# REQUIREMENT:
Write out precisely the lines beginning with the line that contains "write.send(Message::Text(text.into())).await?;" and ending with the last line of the entries, and no other lines.

# SOURCE RECORDS:
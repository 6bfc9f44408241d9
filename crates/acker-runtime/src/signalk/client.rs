//! WebSocket client for the Signal K stream.
//!
//! Keeps one connection to the server alive, feeding every received delta
//! into the local [`DeltaBus`] and writing queued commands out.
//!
//! Subscriptions are registered with the client rather than sent directly:
//! every registered command goes out right after each (re)connect, and a
//! command is never sent twice on the same connection.

use std::collections::{BTreeMap, HashSet};
use std::fmt;
use std::sync::Arc;
use std::time::Duration;

use futures_util::{Sink, SinkExt, StreamExt};
use parking_lot::Mutex;
use serde::Serialize;
use signalk_bus::DeltaBus;
use signalk_types::{Delta, SubscribeCommand, UnsubscribeCommand};
use tokio::sync::{mpsc, watch};
use tokio::task::JoinHandle;
use tokio_tungstenite::connect_async;
use tokio_tungstenite::tungstenite::client::IntoClientRequest;
use tokio_tungstenite::tungstenite::handshake::client::Request;
use tokio_tungstenite::tungstenite::http::header::AUTHORIZATION;
use tokio_tungstenite::tungstenite::http::HeaderValue;
use tokio_tungstenite::tungstenite::{self, Message};
use tracing::{debug, error, info, warn};

use super::frames::{parse_frame, ServerFrame};
use crate::config::{ReconnectConfig, ServerConfig};
use crate::error::ClientError;

/// Identifier of a registered subscribe command.
pub type CommandId = u64;

/// Work queued for the connection.
#[derive(Debug, Clone, PartialEq)]
pub(crate) enum Outbound {
    Subscribe(CommandId),
    Unsubscribe(CommandId, UnsubscribeCommand),
    Delta(Delta),
}

/// Subscribe commands that must be active on every connection.
#[derive(Debug, Default)]
struct Registry {
    next_id: CommandId,
    commands: BTreeMap<CommandId, SubscribeCommand>,
}

impl Registry {
    fn snapshot(&self) -> Vec<(CommandId, SubscribeCommand)> {
        self.commands
            .iter()
            .map(|(id, command)| (*id, command.clone()))
            .collect()
    }
}

/// Cloneable handle for queueing work on the client.
#[derive(Clone)]
pub struct ClientHandle {
    outbound: mpsc::UnboundedSender<Outbound>,
    registry: Arc<Mutex<Registry>>,
}

impl ClientHandle {
    /// Register `command`, sending it now if connected and after every
    /// reconnect.
    ///
    /// # Errors
    ///
    /// `ClientError::Closed` once the connection loop has stopped.
    pub fn subscribe(&self, command: SubscribeCommand) -> Result<CommandId, ClientError> {
        let id = {
            let mut registry = self.registry.lock();
            registry.next_id += 1;
            let id = registry.next_id;
            registry.commands.insert(id, command);
            id
        };

        if self.outbound.send(Outbound::Subscribe(id)).is_err() {
            self.registry.lock().commands.remove(&id);
            return Err(ClientError::Closed);
        }
        Ok(id)
    }

    /// Drop a registered command and unsubscribe it on the server.
    pub fn unsubscribe(&self, id: CommandId) {
        let Some(command) = self.registry.lock().commands.remove(&id) else {
            return;
        };
        if self
            .outbound
            .send(Outbound::Unsubscribe(id, command.to_unsubscribe()))
            .is_err()
        {
            debug!(id, "Client stopped, unsubscribe not sent");
        }
    }

    /// Queue a delta for the server.
    ///
    /// # Errors
    ///
    /// `ClientError::Closed` once the connection loop has stopped.
    pub fn send_delta(&self, delta: Delta) -> Result<(), ClientError> {
        self.outbound
            .send(Outbound::Delta(delta))
            .map_err(|_| ClientError::Closed)
    }

    /// Number of registered subscribe commands.
    #[must_use]
    pub fn registered(&self) -> usize {
        self.registry.lock().commands.len()
    }
}

/// Why the connection loop ended.
#[derive(Debug, Clone, Copy, PartialEq, Eq)]
pub enum ClientExit {
    /// Shutdown was requested.
    Shutdown,
    /// Every reconnect attempt failed.
    GaveUp { attempts: u32 },
}

impl fmt::Display for ClientExit {
    fn fmt(&self, f: &mut fmt::Formatter<'_>) -> fmt::Result {
        match self {
            Self::Shutdown => f.write_str("shut down"),
            Self::GaveUp { attempts } => write!(f, "gave up after {attempts} failed connection attempts"),
        }
    }
}

/// Signal K server client.
pub struct SignalKClient {
    server: ServerConfig,
    bus: Arc<DeltaBus>,
    handle: ClientHandle,
    outbound: Mutex<Option<mpsc::UnboundedReceiver<Outbound>>>,
    exit: Arc<watch::Sender<Option<ClientExit>>>,
}

impl SignalKClient {
    /// Create a client feeding `bus`. Nothing connects until [`Self::spawn`].
    pub fn new(server: ServerConfig, bus: Arc<DeltaBus>) -> Self {
        let (outbound_tx, outbound_rx) = mpsc::unbounded_channel();
        Self {
            server,
            bus,
            handle: ClientHandle {
                outbound: outbound_tx,
                registry: Arc::new(Mutex::new(Registry::default())),
            },
            outbound: Mutex::new(Some(outbound_rx)),
            exit: Arc::new(watch::channel(None).0),
        }
    }

    /// Watch for the end of the connection loop. Holds `None` while it runs.
    #[must_use]
    pub fn exit(&self) -> watch::Receiver<Option<ClientExit>> {
        self.exit.subscribe()
    }

    /// A handle for queueing work.
    #[must_use]
    pub fn handle(&self) -> ClientHandle {
        self.handle.clone()
    }

    /// Take the outbound queue without starting the connection loop.
    #[cfg(test)]
    pub(crate) fn take_outbound(&self) -> Option<mpsc::UnboundedReceiver<Outbound>> {
        self.outbound.lock().take()
    }

    /// Start the connection loop. It runs until `shutdown` turns true or
    /// the reconnect attempts run out; the outcome is published on
    /// [`Self::exit`].
    ///
    /// # Errors
    ///
    /// `ClientError::AlreadyStarted` on a second call.
    pub fn spawn(&self, shutdown: watch::Receiver<bool>) -> Result<JoinHandle<ClientExit>, ClientError> {
        let outbound = self.outbound.lock().take().ok_or(ClientError::AlreadyStarted)?;
        let server = self.server.clone();
        let bus = Arc::clone(&self.bus);
        let registry = Arc::clone(&self.handle.registry);
        let exit = Arc::clone(&self.exit);

        Ok(tokio::spawn(async move {
            let outcome = connection_loop(server, bus, registry, outbound, shutdown).await;
            exit.send_replace(Some(outcome));
            outcome
        }))
    }
}

/// How a connection ended.
#[derive(Debug, Clone, Copy, PartialEq, Eq)]
enum Disconnect {
    /// Shutdown requested, or every handle dropped.
    Shutdown,
    /// The connection was lost.
    Closed,
}

/// Connection loop with reconnection logic.
///
/// The receiver is dropped on return, so queued and future work fails with
/// `ClientError::Closed`.
async fn connection_loop(
    server: ServerConfig,
    bus: Arc<DeltaBus>,
    registry: Arc<Mutex<Registry>>,
    mut outbound: mpsc::UnboundedReceiver<Outbound>,
    mut shutdown: watch::Receiver<bool>,
) -> ClientExit {
    let mut attempts = 0u32;

    let outcome = loop {
        if *shutdown.borrow() {
            break ClientExit::Shutdown;
        }

        match run_connection(&server, &bus, &registry, &mut outbound, &mut shutdown).await {
            Ok(Disconnect::Shutdown) => break ClientExit::Shutdown,
            Ok(Disconnect::Closed) => {
                attempts = 0;
                warn!(url = %server.url, "Disconnected from Signal K server");
            }
            Err(e) => {
                attempts += 1;
                warn!(error = %e, attempts, "Signal K connection failed");
                if !should_retry(attempts, &server.reconnect) {
                    error!(attempts, "Giving up reconnecting to Signal K server");
                    break ClientExit::GaveUp { attempts };
                }
            }
        }

        let delay = backoff_delay(attempts, &server.reconnect);
        info!(delay_secs = delay.as_secs(), "Reconnecting to Signal K server");
        let stopping = tokio::select! {
            _ = tokio::time::sleep(delay) => false,
            _ = shutdown.changed() => true,
        };
        if stopping {
            break ClientExit::Shutdown;
        }
    };

    info!(outcome = %outcome, "Signal K client stopped");
    outcome
}

/// Whether another attempt is allowed after `attempts` consecutive failures.
#[must_use]
pub fn should_retry(attempts: u32, reconnect: &ReconnectConfig) -> bool {
    reconnect.max_attempts == 0 || attempts < reconnect.max_attempts
}

/// Exponential backoff: the base delay, doubled per further failure, capped.
#[must_use]
pub fn backoff_delay(attempts: u32, reconnect: &ReconnectConfig) -> Duration {
    let exponent = attempts.saturating_sub(1).min(16);
    let secs = reconnect
        .base_delay_secs
        .saturating_mul(1u64 << exponent)
        .min(reconnect.max_delay_secs);
    Duration::from_secs(secs)
}

/// Run a single WebSocket connection.
async fn run_connection(
    server: &ServerConfig,
    bus: &DeltaBus,
    registry: &Mutex<Registry>,
    outbound: &mut mpsc::UnboundedReceiver<Outbound>,
    shutdown: &mut watch::Receiver<bool>,
) -> Result<Disconnect, ClientError> {
    let request = connect_request(server)?;
    let (ws_stream, _) = tokio::select! {
        result = connect_async(request) => result.map_err(|source| ClientError::Connect {
            url: server.url.clone(),
            source,
        })?,
        _ = shutdown.changed() => return Ok(Disconnect::Shutdown),
    };
    info!(url = %server.url, "Connected to Signal K server");

    let (mut write, mut read) = ws_stream.split();

    // Registered subscriptions first, then whatever is queued
    let mut sent = HashSet::new();
    let registered = registry.lock().snapshot();
    for (id, command) in registered {
        send_json(&mut write, &command).await?;
        sent.insert(id);
    }
    if !sent.is_empty() {
        debug!(count = sent.len(), "Subscriptions sent");
    }

    loop {
        tokio::select! {
            changed = shutdown.changed() => {
                if changed.is_err() || *shutdown.borrow() {
                    // Flush what was queued before the shutdown, unsubscribes included
                    while let Ok(item) = outbound.try_recv() {
                        if send_outbound(&mut write, registry, &mut sent, item).await.is_err() {
                            break;
                        }
                    }
                    let _ = write.send(Message::Close(None)).await;
                    return Ok(Disconnect::Shutdown);
                }
            }
            frame = read.next() => match frame {
                Some(Ok(Message::Text(text))) => handle_text(text.as_str(), bus),
                Some(Ok(Message::Ping(data))) => {
                    let _ = write.send(Message::Pong(data)).await;
                }
                Some(Ok(Message::Close(frame))) => {
                    info!(frame = ?frame, "Server closed the connection");
                    return Ok(Disconnect::Closed);
                }
                Some(Ok(_)) => {}
                Some(Err(e)) => {
                    warn!(error = %e, "WebSocket read failed");
                    return Ok(Disconnect::Closed);
                }
                None => return Ok(Disconnect::Closed),
            },
            item = outbound.recv() => {
                let Some(item) = item else {
                    return Ok(Disconnect::Shutdown);
                };
                if let Err(e) = send_outbound(&mut write, registry, &mut sent, item).await {
                    warn!(error = %e, "Failed to send to Signal K server");
                    return Ok(Disconnect::Closed);
                }
            }
        }
    }
}

fn connect_request(server: &ServerConfig) -> Result<Request, ClientError> {
    let mut request = server
        .url
        .as_str()
        .into_client_request()
        .map_err(|e| ClientError::Request { reason: e.to_string() })?;

    if let Some(token) = &server.token {
        let value = HeaderValue::from_str(&format!("Bearer {token}"))
            .map_err(|e| ClientError::Request { reason: e.to_string() })?;
        request.headers_mut().insert(AUTHORIZATION, value);
    }
    Ok(request)
}

async fn send_outbound<S>(
    write: &mut S,
    registry: &Mutex<Registry>,
    sent: &mut HashSet<CommandId>,
    item: Outbound,
) -> Result<(), ClientError>
where
    S: Sink<Message, Error = tungstenite::Error> + Unpin,
{
    match item {
        Outbound::Subscribe(id) => {
            if sent.contains(&id) {
                return Ok(());
            }
            // Released before it went out
            let Some(command) = registry.lock().commands.get(&id).cloned() else {
                return Ok(());
            };
            send_json(write, &command).await?;
            sent.insert(id);
        }
        Outbound::Unsubscribe(id, command) => {
            // The server never saw it on this connection
            if !sent.remove(&id) {
                return Ok(());
            }
            send_json(write, &command).await?;
        }
        Outbound::Delta(delta) => send_json(write, &delta).await?,
    }
    Ok(())
}

async fn send_json<S, T>(write: &mut S, value: &T) -> Result<(), ClientError>
where
    S: Sink<Message, Error = tungstenite::Error> + Unpin,
    T: Serialize + ?Sized,
{
    let text = serde_json::to_string(value)?;
    debug!(frame = %text, "Sending frame");
    write.send(Message::Text(text.into())).await?;
    Ok(())
}

/// Handle a text frame from the server.
fn handle_text(text: &str, bus: &DeltaBus) {
    match parse_frame(text) {
        Ok(ServerFrame::Hello(hello)) => {
            info!(server = ?hello.name, version = ?hello.version, "Received hello");
            if let Some(context) = hello.self_context() {
                bus.set_self_context(context);
            }
        }
        Ok(ServerFrame::Delta(delta)) => {
            bus.publish(delta);
        }
        Ok(ServerFrame::Reply(reply)) => {
            if reply.is_error() {
                warn!(
                    request_id = %reply.request_id,
                    status = ?reply.status_code,
                    message = ?reply.message,
                    "Server rejected request"
                );
            } else {
                debug!(request_id = %reply.request_id, state = ?reply.state, "Request reply");
            }
        }
        Ok(ServerFrame::Other(_)) => debug!("Ignoring unrecognised frame"),
        Err(e) => warn!(error = %e, "Malformed frame"),
    }
}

# FINISHED EXERCISE:
    write.send(Message::Text(text.into())).await?;
    Ok(())
}

/// Handle a text frame from the server.
fn handle_text(text: &str, bus: &DeltaBus) {
    match parse_frame(text) {
        Ok(ServerFrame::Hello(hello)) => {
            info!(server = ?hello.name, version = ?hello.version, "Received hello");
            if let Some(context) = hello.self_context() {
                bus.set_self_context(context);
            }
        }
        Ok(ServerFrame::Delta(delta)) => {
            bus.publish(delta);
        }
        Ok(ServerFrame::Reply(reply)) => {
            if reply.is_error() {
                warn!(
                    request_id = %reply.request_id,
                    status = ?reply.status_code,
                    message = ?reply.message,
                    "Server rejected request"
                );
            } else {
                debug!(request_id = %reply.request_id, state = ?reply.state, "Request reply");
            }
        }
        Ok(ServerFrame::Other(_)) => debug!("Ignoring unrecognised frame"),
        Err(e) => warn!(error = %e, "Malformed frame"),
    }
}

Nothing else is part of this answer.